#### [DATA EXTRACTS]
=== Section Start ===
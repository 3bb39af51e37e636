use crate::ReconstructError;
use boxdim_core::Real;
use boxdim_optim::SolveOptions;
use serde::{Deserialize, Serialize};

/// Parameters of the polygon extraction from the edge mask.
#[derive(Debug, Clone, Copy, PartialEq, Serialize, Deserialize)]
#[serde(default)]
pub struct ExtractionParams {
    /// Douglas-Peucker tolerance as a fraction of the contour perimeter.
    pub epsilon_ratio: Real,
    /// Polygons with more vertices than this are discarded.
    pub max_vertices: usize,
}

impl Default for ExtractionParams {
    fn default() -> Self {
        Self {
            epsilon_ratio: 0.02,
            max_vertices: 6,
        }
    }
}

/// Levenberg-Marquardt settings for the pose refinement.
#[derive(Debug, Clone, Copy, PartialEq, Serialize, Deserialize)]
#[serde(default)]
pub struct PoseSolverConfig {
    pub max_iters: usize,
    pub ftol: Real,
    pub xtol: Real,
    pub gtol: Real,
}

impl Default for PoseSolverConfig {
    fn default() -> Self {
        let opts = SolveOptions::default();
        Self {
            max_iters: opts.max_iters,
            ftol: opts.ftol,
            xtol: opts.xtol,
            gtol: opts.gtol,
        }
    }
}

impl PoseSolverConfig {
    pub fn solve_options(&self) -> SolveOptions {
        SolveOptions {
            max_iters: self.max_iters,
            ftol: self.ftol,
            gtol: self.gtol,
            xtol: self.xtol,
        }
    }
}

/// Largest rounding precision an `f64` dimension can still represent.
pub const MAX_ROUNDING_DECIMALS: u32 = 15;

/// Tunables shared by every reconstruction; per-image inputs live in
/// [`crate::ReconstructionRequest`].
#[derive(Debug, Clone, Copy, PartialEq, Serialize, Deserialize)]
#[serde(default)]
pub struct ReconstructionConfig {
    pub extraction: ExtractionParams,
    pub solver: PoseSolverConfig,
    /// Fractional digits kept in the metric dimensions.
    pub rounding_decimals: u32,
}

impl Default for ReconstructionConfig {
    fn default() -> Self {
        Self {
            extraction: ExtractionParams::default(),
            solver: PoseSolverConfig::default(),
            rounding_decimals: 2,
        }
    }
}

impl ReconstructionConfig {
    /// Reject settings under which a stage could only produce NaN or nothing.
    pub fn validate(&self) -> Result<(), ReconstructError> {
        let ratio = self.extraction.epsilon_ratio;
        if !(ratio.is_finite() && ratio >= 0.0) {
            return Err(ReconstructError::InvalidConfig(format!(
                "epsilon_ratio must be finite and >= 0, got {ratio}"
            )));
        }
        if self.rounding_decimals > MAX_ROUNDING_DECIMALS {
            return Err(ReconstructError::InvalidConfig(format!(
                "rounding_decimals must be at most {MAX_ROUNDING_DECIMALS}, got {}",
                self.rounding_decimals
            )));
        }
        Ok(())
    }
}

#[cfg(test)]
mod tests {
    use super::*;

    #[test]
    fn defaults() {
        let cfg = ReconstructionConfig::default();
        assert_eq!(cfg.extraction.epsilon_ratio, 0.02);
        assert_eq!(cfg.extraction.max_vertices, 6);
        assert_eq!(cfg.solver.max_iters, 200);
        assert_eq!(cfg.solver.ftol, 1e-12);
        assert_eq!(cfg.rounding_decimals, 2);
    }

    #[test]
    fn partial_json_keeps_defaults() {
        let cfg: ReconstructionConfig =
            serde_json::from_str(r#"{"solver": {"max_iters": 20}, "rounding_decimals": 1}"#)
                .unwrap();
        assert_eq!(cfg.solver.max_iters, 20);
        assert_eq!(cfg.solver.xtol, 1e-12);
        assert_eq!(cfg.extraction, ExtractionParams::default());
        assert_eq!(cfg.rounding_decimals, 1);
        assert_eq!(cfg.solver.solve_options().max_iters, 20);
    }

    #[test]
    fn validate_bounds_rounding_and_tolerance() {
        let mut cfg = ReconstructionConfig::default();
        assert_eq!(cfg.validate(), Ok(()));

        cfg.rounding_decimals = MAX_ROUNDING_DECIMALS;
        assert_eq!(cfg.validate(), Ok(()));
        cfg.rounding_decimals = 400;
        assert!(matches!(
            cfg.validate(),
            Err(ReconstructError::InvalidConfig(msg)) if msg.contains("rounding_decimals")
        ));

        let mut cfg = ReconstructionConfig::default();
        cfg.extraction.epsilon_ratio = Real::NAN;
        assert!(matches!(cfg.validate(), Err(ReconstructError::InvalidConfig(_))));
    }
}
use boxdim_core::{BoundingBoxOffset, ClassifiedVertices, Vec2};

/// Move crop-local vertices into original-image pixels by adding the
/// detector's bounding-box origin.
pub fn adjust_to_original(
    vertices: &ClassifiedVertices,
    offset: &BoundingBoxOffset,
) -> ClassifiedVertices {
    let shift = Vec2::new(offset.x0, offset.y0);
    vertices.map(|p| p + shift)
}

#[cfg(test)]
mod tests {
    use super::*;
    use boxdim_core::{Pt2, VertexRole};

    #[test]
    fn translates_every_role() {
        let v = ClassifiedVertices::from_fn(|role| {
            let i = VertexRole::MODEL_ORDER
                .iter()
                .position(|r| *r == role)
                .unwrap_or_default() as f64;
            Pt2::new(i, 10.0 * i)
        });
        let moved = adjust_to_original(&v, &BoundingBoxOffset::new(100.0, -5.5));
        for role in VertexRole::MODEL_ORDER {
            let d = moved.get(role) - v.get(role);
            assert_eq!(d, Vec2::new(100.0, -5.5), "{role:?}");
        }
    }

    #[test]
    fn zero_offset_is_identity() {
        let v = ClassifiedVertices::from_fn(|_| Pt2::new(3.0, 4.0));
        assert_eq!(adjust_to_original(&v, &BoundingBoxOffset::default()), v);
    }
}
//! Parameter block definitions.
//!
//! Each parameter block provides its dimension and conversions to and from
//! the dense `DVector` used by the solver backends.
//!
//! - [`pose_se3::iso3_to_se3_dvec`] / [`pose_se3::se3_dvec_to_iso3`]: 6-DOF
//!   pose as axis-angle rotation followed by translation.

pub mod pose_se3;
=== Section End ===
#### [WHAT TO DO]
Among the lines of the material, find those holding the word "BoundingBoxOffset" and return them.

#### [WORKED SOLUTION]
use boxdim_core::{BoundingBoxOffset, ClassifiedVertices, Vec2};
    offset: &BoundingBoxOffset,
        let moved = adjust_to_original(&v, &BoundingBoxOffset::new(100.0, -5.5));
        assert_eq!(adjust_to_original(&v, &BoundingBoxOffset::default()), v);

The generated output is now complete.